Particle Physics Seminar: Exploring dark sectors at FASER: ForwArd Search ExpeRiment at the LHC
Iftah Galon, Rutgers
Abstract:
New physics has traditionally been expected in the high-pT region at high-energy collider experiments.
If new particles are light and weakly-coupled, however, this focus may be completely misguided, as light particles are produced predominantly in the forward region, typically within a few mrad of the beam line. Such particles are often long-lived, and can propagate through matter without interacting, before decaying. At the high-energies of the LHC, their propagation distances are enhanced, and can be relatively long on LHC scales.
In this talk I will present FASER, the ForwArd Search ExpeRiment at the LHC: a detector placed 485 m downstream from the ATLAS interaction point along the beam-axis, in the unused TI12 tunnel.

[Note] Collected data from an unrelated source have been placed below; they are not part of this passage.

use utoipa::{
    Modify, OpenApi,
    openapi::{
        self,
        OpenApi as OpenApiSpec,
        security::{HttpAuthScheme, HttpBuilder, SecurityScheme},
    },
};
use utoipa_scalar::{Scalar, Servable};

use crate::{
    dto::{
        cart::{AddToCartRequest, CartList, RemovedLine},
        orders::{OrderList, OrderWithItems},
        payments::{ConfirmPaymentRequest, PaymentOutcome, PaymentWebhook, WebhookAck},
    },
    models::{CartItem, CartLine, Order, OrderLine, PaymentStatus},
    response::{ApiResponse, Meta},
    routes::{cart, health, orders, payments},
};

struct SecurityAddon;

impl Modify for SecurityAddon {
    fn modify(&self, openapi: &mut openapi::OpenApi) {
        let components = openapi.components.get_or_insert_with(Default::default);
        components.add_security_scheme(
            "bearer_auth",
            SecurityScheme::Http(
                HttpBuilder::new()
                    .scheme(HttpAuthScheme::Bearer)
                    .bearer_format("JWT")
                    .build(),
            ),
        );
    }
}

#[derive(OpenApi)]
#[openapi(
    paths(
        health::health_check,
        health::readiness,
        cart::cart_list,
        cart::add_to_cart,
        cart::remove_from_cart,
        orders::list_orders,
        orders::create_order,
        orders::get_order,
        payments::confirm_payment,
        payments::payment_webhook
    ),
    components(
        schemas(
            CartItem,
            CartLine,
            Order,
            OrderLine,
            PaymentStatus,
            AddToCartRequest,
            CartList,
            RemovedLine,
            OrderList,
            OrderWithItems,
            ConfirmPaymentRequest,
            PaymentOutcome,
            PaymentWebhook,
            WebhookAck,
            health::HealthData,
            Meta,
            ApiResponse<CartList>,
            ApiResponse<CartItem>,
            ApiResponse<OrderList>,
            ApiResponse<OrderWithItems>,
            ApiResponse<Order>,
            ApiResponse<WebhookAck>
        )
    ),
    security(
        ("bearer_auth" = [])
    ),
    modifiers(&SecurityAddon),
    tags(
        (name = "Health", description = "Health check endpoints"),
        (name = "Cart", description = "Cart endpoints"),
        (name = "Orders", description = "Order endpoints"),
        (name = "Payments", description = "Payment reconciliation endpoints"),
    )
)]
pub struct ApiDoc;

pub fn scalar_docs() -> Scalar<OpenApiSpec> {
    Scalar::with_url("/docs", ApiDoc::openapi())
}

Even with a small and inexpensive cylindrical detector, FASER would have a new physics discovery potential in a swath of currently unconstrained parameter-space which is comparable to, and complementary to, much larger proposed experiments. FASER is expected to be installed during Long-Shutdown 2 of the LHC (2019-2020), in time to take data during Run3 (2021-2023).
In the talk, I will explore the theoretic aspects, and will report the on some of the recent experimental developments.